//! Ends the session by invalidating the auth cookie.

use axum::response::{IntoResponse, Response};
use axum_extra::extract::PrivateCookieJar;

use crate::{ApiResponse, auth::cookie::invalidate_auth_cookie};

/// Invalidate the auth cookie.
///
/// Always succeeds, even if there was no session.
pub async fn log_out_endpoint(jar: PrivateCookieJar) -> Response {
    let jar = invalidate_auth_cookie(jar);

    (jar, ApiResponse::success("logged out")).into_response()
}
● ● ● ● ● ● ●
Problem requirements. Your answer should consist of every line from the entries that holds "session".

Finished exercise.
//! Ends the session by invalidating the auth cookie.
/// Always succeeds, even if there was no session.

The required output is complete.